Is an intrusion a cantilever, a heroic feat of structure yet still held within a structure?
I began to ask how can I create space within space, air contained within air, or fluids segregated yet adjacent and held within a single body or vessel.
What material enables this continuity, malleability, and transparency to reveal that which is within.
The history of glass is vast, with fabrication including a range of combinations between air, fluid glass, and molds.
In addition to dipping molds in molten glass, there has been coiling of glass as viscous liquid around molds, casting glass in molds, and blowing glass against molds.
With such a complex nesting and form, can a glass be blown against a mold, sandwiched by a partner mold, and blown against again. Seams sealed by flame and torch.

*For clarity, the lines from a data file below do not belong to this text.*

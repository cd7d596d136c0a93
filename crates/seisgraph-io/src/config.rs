use std::path::Path;

use serde::{Deserialize, Serialize};

use seisgraph_core::{ArchiveError, ArchiveResult, Version};

/// Stream compression applied to XML documents.
#[derive(Clone, Copy, Debug, Default, PartialEq, Eq, Serialize, Deserialize)]
#[serde(rename_all = "lowercase")]
pub enum Compression {
    #[default]
    None,
    Zlib,
    Gzip,
}

/// Settings specific to the XML binding.
#[derive(Clone, Debug, PartialEq, Eq, Serialize, Deserialize)]
#[serde(default)]
pub struct XmlConfig {
    /// Indent nested elements by two spaces.
    pub formatted_output: bool,
    /// Compression of the written document. When reading, `None` means
    /// auto-detect from the stream's magic bytes.
    pub compression: Compression,
    /// Name of the document element carrying the `version` attribute.
    /// Empty means the first object becomes the document element.
    pub root_tag: String,
    /// Optional `xmlns` written on the document element.
    #[serde(skip_serializing_if = "Option::is_none")]
    pub namespace: Option<String>,
}

impl Default for XmlConfig {
    fn default() -> Self {
        Self {
            formatted_output: false,
            compression: Compression::None,
            root_tag: "seiscomp".to_string(),
            namespace: None,
        }
    }
}

/// Configuration shared by the archive bindings.
#[derive(Clone, Debug, Default, PartialEq, Eq, Serialize, Deserialize)]
#[serde(default)]
pub struct ArchiveConfig {
    /// Undecodable optional values invalidate their enclosing object instead
    /// of being read as absent.
    pub strict: bool,
    /// Version stamped on written archives. Falls back to the schema version
    /// passed to `create_with`.
    #[serde(skip_serializing_if = "Option::is_none")]
    pub write_version: Option<Version>,
    pub xml: XmlConfig,
}

impl ArchiveConfig {
    /// Parse a TOML document. Missing keys take their defaults.
    pub fn from_toml(text: &str) -> ArchiveResult<Self> {
        toml::from_str(text).map_err(|e| ArchiveError::Config(e.to_string()))
    }

    /// Load a TOML configuration file.
    pub fn load(path: impl AsRef<Path>) -> ArchiveResult<Self> {
        let text = std::fs::read_to_string(path)?;
        Self::from_toml(&text)
    }

    pub fn to_toml(&self) -> ArchiveResult<String> {
        toml::to_string_pretty(self).map_err(|e| ArchiveError::Config(e.to_string()))
    }

    /// The version to stamp on a new archive.
    pub fn version_or(&self, schema_version: Version) -> Version {
        self.write_version.unwrap_or(schema_version)
    }
}

// ---------------------------------------------------------------------------
// Tests
// ---------------------------------------------------------------------------
//! Process-wide map from publicID to the live public object.
//!
//! The registry never owns an object. Entries hold weak handles, an entry
//! whose object has been dropped counts as absent and is removed when the
//! object's [`PublicObject`](crate::public_object::PublicObject) is dropped.

use std::any::Any;
use std::collections::HashMap;
use std::sync::atomic::{AtomicU64, Ordering};
use std::sync::{Arc, LazyLock, Mutex, RwLock, Weak};

use chrono::Utc;
use tracing::debug;

use crate::error::{ModelError, ModelResult};
use crate::object::DataObject;
use crate::shared::{Shared, SharedObject};

struct Entry {
    class_name: &'static str,
    object: Weak<RwLock<dyn DataObject>>,
    /// Same allocation, for narrowing to the concrete class.
    typed: Weak<dyn Any + Send + Sync>,
}

impl Entry {
    fn is_live(&self) -> bool {
        self.object.strong_count() > 0
    }
}

static OBJECTS: LazyLock<Mutex<HashMap<String, Entry>>> =
    LazyLock::new(|| Mutex::new(HashMap::new()));

static SEQUENCE: AtomicU64 = AtomicU64::new(0);

/// Global publicID table.
pub struct IdentityRegistry;

impl IdentityRegistry {
    /// Register `object` under its publicID.
    ///
    /// Registering the same node twice is a no-op. A different live node
    /// with the same publicID fails with [`ModelError::DuplicateId`] and
    /// leaves the existing registration untouched.
    pub fn register<T: DataObject>(object: &Shared<T>) -> ModelResult<()> {
        let (id, class_name) = {
            let node = object.read();
            let class_name = node.class_name();
            match node.public_id() {
                Some(id) if !id.is_empty() => (id.to_string(), class_name),
                _ => return Err(ModelError::NoPublicId(class_name.to_string())),
            }
        };

        let mut objects = OBJECTS.lock().expect("lock poisoned");
        if let Some(entry) = objects.get(&id).filter(|e| e.is_live()) {
            if std::ptr::addr_eq(entry.object.as_ptr(), object.addr()) {
                return Ok(());
            }
            return Err(ModelError::DuplicateId(id));
        }
        let weak = object.downgrade();
        objects.insert(
            id.clone(),
            Entry {
                class_name,
                object: weak.clone(),
                typed: weak,
            },
        );
        debug!(public_id = %id, class = class_name, "registered public object");
        Ok(())
    }

    /// Move the registration of `object` from `old_id` to `new_id`.
    ///
    /// Fails with [`ModelError::DuplicateId`] if another live node holds
    /// `new_id`. An `object` not registered under `old_id` only has the new
    /// id checked. The caller holds the node's write lock, so the node is
    /// identified by address and never locked here.
    pub(crate) fn rename<T: DataObject>(
        object: &Shared<T>,
        old_id: &str,
        new_id: &str,
    ) -> ModelResult<()> {
        let mut objects = OBJECTS.lock().expect("lock poisoned");
        let owns = |entry: &Entry| std::ptr::addr_eq(entry.object.as_ptr(), object.addr());
        if objects
            .get(new_id)
            .is_some_and(|e| e.is_live() && !owns(e))
        {
            return Err(ModelError::DuplicateId(new_id.to_string()));
        }
        if objects.get(old_id).is_some_and(|e| e.is_live() && owns(e)) {
            if let Some(entry) = objects.remove(old_id) {
                debug!(from = old_id, to = new_id, class = entry.class_name, "renamed public object");
                objects.insert(new_id.to_string(), entry);
            }
        }
        Ok(())
    }

    /// Weak handle to the live object registered under `id`.
    pub fn find(id: &str) -> Option<Weak<RwLock<dyn DataObject>>> {
        let objects = OBJECTS.lock().expect("lock poisoned");
        objects
            .get(id)
            .filter(|e| e.is_live())
            .map(|e| e.object.clone())
    }

    /// Like [`find`](Self::find), narrowed to `T`. `None` if the registered
    /// object is of another class.
    pub fn find_as<T: DataObject>(id: &str) -> Option<Weak<RwLock<T>>> {
        let typed = {
            let objects = OBJECTS.lock().expect("lock poisoned");
            objects.get(id)?.typed.clone()
        };
        // Upgraded outside the lock: dropping the last handle here unregisters.
        let strong = typed.upgrade()?;
        let concrete = strong.downcast::<RwLock<T>>().ok()?;
        Some(Arc::downgrade(&concrete))
    }

    /// Owning handle to the object registered under `id`, for callers that
    /// are about to mutate it.
    pub fn resolve(id: &str) -> Option<SharedObject> {
        let weak = Self::find(id)?;
        Shared::upgrade(&weak)
    }

    pub fn contains(id: &str) -> bool {
        let objects = OBJECTS.lock().expect("lock poisoned");
        objects.get(id).is_some_and(Entry::is_live)
    }

    /// Class name the live object under `id` was registered with.
    pub fn class_of(id: &str) -> Option<&'static str> {
        let objects = OBJECTS.lock().expect("lock poisoned");
        objects
            .get(id)
            .filter(|e| e.is_live())
            .map(|e| e.class_name)
    }

    /// Number of live registrations.
    pub fn len() -> usize {
        let objects = OBJECTS.lock().expect("lock poisoned");
        objects.values().filter(|e| e.is_live()).count()
    }

    /// Drop the entry for `id` if its object is gone. Called from destructors,
    /// so a poisoned lock is ignored.
    pub(crate) fn release(id: &str) {
        let Ok(mut objects) = OBJECTS.lock() else {
            return;
        };
        if objects.get(id).is_some_and(|e| !e.is_live()) {
            objects.remove(id);
            debug!(public_id = id, "unregistered public object");
        }
    }

    /// Process-unique publicID of the form `Class#YYYYmmddHHMMSS.ffffff.N`.
    pub fn generate_id(class_name: &str) -> String {
        let sequence = SEQUENCE.fetch_add(1, Ordering::Relaxed) + 1;
        format!(
            "{class_name}#{}.{sequence}",
            Utc::now().format("%Y%m%d%H%M%S.%6f")
        )
    }
}
//! Traversal of owned subtrees.

use crate::object::DataObject;

#[derive(Clone, Copy, Debug, Default, PartialEq, Eq)]
pub enum Traversal {
    /// Parents before children (pre-order).
    #[default]
    TopDown,
    /// Children before parents (post-order).
    BottomUp,
}

/// Callback invoked over an object subtree.
pub trait Visitor {
    fn traversal(&self) -> Traversal {
        Traversal::TopDown
    }

    /// In top-down mode returning `false` skips the node's children.
    /// Ignored in bottom-up mode.
    fn visit(&mut self, object: &dyn DataObject) -> bool;

    /// Called after all children of a visited node (top-down mode only).
    fn finished(&mut self) {}
}

/// Visit `object` and, through `children`, its owned collections in the
/// order `visitor` asks for. Used by every `DataObject::accept`.
pub fn walk(
    visitor: &mut dyn Visitor,
    object: &dyn DataObject,
    children: impl FnOnce(&mut dyn Visitor),
) {
    match visitor.traversal() {
        Traversal::TopDown => {
            if !visitor.visit(object) {
                return;
            }
            children(visitor);
            visitor.finished();
        }
        Traversal::BottomUp => {
            children(visitor);
            visitor.visit(object);
        }
    }
}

Returning to the roman potion and perfume bottles, one begins to wonder what each held. A single fluid or concoction. Were they ever to be mixed, are there recipes and partners?
This introduces the realm of healing and ingestible fluids. Mixing to make medicines, potions, or even poisons.
Those within this realm, doctors and healers and apothecaries, were often inaccessible and expensive. In many places, women became the link between healing and the people. Of course, this has also led to accusations and labelling of woman as witch. But what does that really mean, and why must witch be wicked?
This brings me to Guilia Tofana. A roman, and professional Italian poisoner. Her work was a continuation of legacy and lived on beyond her death. Guilia's arsenic, lead, and belladonna merged to murder over 600 men in Italy.
This vessel was designed with several chambers to contain fluids, keeping them separated until the vessel is tipped and poured. Dislodged from its hook, its home, the vessel is cupped within open palms and poured forward, away from the heart, each liquid flowing from its cavity and guided by its respective spout. As they flow, they merge, innocent in isolation, but menacing once they meld, this vessel offers itself as a container of single purpose, for potions to be stored and contained apart, then deployed in a ceremonial or ritual pour.
MIT Options Studio taught By William O’Brien Jr.